(Collected data entries)
[Start of Attachment]

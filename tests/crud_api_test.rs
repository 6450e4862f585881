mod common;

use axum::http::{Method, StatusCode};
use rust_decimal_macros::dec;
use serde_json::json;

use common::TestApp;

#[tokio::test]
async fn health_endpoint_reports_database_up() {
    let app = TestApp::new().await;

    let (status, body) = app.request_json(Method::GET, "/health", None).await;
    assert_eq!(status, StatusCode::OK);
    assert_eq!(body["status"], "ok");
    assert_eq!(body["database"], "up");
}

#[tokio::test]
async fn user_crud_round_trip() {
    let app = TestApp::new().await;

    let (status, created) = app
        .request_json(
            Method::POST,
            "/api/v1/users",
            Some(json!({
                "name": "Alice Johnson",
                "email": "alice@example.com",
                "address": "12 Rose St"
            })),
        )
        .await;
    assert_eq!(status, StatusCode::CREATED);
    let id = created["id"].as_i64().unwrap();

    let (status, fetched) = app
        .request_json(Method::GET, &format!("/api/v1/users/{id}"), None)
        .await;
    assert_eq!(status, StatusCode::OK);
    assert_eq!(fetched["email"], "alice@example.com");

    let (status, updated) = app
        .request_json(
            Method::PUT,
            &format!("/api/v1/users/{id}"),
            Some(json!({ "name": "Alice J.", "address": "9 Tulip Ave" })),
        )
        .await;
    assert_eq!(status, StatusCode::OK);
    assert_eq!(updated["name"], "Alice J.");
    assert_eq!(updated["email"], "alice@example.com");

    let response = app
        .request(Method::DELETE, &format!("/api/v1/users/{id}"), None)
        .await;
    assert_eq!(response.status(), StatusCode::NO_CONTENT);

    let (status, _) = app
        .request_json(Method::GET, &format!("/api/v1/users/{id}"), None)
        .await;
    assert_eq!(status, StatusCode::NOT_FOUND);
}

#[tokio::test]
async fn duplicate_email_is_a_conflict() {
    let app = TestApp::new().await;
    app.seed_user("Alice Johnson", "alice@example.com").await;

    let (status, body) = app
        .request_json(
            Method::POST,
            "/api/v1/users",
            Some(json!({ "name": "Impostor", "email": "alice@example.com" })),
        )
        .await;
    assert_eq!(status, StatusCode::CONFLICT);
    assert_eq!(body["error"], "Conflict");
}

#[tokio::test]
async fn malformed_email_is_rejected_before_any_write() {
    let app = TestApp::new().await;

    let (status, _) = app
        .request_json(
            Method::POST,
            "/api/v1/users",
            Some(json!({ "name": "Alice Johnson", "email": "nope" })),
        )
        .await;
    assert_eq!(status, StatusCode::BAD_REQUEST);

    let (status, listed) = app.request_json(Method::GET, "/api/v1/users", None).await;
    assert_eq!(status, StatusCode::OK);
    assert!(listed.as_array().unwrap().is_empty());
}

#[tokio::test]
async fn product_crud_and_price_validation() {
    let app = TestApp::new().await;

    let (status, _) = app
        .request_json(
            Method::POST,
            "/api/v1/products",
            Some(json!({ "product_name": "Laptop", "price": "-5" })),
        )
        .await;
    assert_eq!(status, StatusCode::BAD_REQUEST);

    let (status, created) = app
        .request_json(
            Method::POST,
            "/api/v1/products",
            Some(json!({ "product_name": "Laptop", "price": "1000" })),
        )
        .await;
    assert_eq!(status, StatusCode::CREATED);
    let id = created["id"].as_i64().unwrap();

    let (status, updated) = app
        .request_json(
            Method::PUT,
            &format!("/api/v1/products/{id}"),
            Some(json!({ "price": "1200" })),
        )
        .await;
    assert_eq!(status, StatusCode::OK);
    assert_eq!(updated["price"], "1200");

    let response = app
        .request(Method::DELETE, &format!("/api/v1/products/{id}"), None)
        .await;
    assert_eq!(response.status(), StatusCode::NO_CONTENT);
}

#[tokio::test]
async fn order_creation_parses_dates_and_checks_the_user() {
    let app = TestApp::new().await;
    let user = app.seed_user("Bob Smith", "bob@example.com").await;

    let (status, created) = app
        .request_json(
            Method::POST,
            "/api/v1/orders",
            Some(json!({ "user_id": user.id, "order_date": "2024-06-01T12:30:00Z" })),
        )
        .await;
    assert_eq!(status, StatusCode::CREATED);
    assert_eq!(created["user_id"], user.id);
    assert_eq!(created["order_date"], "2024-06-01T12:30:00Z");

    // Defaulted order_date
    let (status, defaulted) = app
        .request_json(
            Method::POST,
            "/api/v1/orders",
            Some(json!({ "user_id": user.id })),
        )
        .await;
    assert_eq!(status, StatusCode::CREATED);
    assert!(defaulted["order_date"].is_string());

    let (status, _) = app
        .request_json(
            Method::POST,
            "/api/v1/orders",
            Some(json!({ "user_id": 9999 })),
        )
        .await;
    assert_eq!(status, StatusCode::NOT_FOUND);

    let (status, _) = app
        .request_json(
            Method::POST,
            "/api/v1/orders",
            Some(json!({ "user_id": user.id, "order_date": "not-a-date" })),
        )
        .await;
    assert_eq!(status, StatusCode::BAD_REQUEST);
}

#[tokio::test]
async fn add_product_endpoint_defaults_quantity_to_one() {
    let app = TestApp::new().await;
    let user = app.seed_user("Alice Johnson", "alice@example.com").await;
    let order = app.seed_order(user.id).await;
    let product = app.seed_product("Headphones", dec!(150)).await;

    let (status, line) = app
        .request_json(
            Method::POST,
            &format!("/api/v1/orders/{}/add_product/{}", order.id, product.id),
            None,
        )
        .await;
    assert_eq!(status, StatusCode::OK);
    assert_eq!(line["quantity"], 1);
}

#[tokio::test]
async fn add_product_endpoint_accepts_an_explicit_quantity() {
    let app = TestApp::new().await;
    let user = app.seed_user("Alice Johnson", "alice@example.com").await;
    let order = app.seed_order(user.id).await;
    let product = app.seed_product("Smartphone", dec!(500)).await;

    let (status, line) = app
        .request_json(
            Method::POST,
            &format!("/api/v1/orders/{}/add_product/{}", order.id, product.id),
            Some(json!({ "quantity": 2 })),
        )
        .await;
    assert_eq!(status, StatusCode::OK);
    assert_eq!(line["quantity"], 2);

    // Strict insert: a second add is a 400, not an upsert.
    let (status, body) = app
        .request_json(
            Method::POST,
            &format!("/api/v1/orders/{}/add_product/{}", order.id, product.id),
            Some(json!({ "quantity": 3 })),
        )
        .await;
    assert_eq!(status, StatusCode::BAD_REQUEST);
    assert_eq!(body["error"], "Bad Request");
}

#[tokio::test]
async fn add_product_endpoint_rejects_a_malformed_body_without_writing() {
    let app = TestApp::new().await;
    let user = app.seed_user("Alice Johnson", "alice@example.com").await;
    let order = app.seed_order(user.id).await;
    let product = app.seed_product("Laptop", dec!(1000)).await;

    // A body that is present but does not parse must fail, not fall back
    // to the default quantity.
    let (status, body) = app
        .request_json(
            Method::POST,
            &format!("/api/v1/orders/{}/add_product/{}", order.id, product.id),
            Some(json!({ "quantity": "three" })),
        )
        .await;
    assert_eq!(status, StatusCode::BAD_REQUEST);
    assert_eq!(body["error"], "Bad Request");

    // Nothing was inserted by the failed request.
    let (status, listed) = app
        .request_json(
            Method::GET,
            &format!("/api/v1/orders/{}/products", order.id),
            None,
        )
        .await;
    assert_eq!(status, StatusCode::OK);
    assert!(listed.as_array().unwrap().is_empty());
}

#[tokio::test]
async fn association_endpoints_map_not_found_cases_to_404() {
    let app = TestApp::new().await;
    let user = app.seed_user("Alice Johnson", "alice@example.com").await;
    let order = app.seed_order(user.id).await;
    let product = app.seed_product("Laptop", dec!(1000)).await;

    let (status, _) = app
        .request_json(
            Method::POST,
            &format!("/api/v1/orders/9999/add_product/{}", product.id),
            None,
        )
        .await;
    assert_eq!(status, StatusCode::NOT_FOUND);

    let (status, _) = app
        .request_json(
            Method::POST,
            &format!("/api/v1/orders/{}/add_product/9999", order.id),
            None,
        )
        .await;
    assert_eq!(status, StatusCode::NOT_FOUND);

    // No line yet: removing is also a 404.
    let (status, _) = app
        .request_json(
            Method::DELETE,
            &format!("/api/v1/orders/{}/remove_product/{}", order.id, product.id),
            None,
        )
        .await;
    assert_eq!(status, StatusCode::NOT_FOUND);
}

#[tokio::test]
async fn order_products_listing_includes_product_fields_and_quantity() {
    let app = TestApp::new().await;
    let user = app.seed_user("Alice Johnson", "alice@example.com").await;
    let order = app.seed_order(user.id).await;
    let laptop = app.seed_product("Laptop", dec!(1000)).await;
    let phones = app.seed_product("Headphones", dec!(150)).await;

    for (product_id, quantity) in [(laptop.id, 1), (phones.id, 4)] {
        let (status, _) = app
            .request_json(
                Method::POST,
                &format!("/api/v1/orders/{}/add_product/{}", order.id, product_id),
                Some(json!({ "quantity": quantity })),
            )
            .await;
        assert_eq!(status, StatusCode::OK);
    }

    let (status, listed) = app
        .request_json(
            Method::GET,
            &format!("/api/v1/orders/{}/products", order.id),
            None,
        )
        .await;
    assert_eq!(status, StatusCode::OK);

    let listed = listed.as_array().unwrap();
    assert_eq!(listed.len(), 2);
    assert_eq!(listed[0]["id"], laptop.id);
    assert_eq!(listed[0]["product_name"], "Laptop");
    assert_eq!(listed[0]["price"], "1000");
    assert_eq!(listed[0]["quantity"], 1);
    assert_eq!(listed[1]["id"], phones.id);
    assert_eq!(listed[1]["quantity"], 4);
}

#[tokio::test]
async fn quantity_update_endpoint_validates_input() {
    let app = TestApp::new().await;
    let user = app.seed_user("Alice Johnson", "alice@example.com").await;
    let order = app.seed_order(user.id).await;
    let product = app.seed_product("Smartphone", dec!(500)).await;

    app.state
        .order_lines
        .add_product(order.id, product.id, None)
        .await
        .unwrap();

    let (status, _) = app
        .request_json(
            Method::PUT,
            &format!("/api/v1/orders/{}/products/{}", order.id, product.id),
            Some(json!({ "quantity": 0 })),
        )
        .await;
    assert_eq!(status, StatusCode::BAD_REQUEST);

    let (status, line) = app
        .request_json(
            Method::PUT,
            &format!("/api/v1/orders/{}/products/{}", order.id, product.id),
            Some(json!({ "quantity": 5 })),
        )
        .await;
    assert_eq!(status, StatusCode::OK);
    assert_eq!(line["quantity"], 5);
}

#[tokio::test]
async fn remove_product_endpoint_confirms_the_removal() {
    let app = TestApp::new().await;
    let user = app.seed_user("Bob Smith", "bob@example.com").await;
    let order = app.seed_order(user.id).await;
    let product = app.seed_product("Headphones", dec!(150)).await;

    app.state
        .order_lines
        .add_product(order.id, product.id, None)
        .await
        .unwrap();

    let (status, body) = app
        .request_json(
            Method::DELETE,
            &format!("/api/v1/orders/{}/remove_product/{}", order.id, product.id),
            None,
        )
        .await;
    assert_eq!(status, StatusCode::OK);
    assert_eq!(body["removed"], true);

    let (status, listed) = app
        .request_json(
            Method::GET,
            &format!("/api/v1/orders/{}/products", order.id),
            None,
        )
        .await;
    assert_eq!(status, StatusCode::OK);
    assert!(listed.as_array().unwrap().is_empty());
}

[End of Attachment]

#### WHAT YOU WILL DO:
Count how many lines in the entries contain "fetched", then state that number alone.

#### SOLUTION BELOW:
2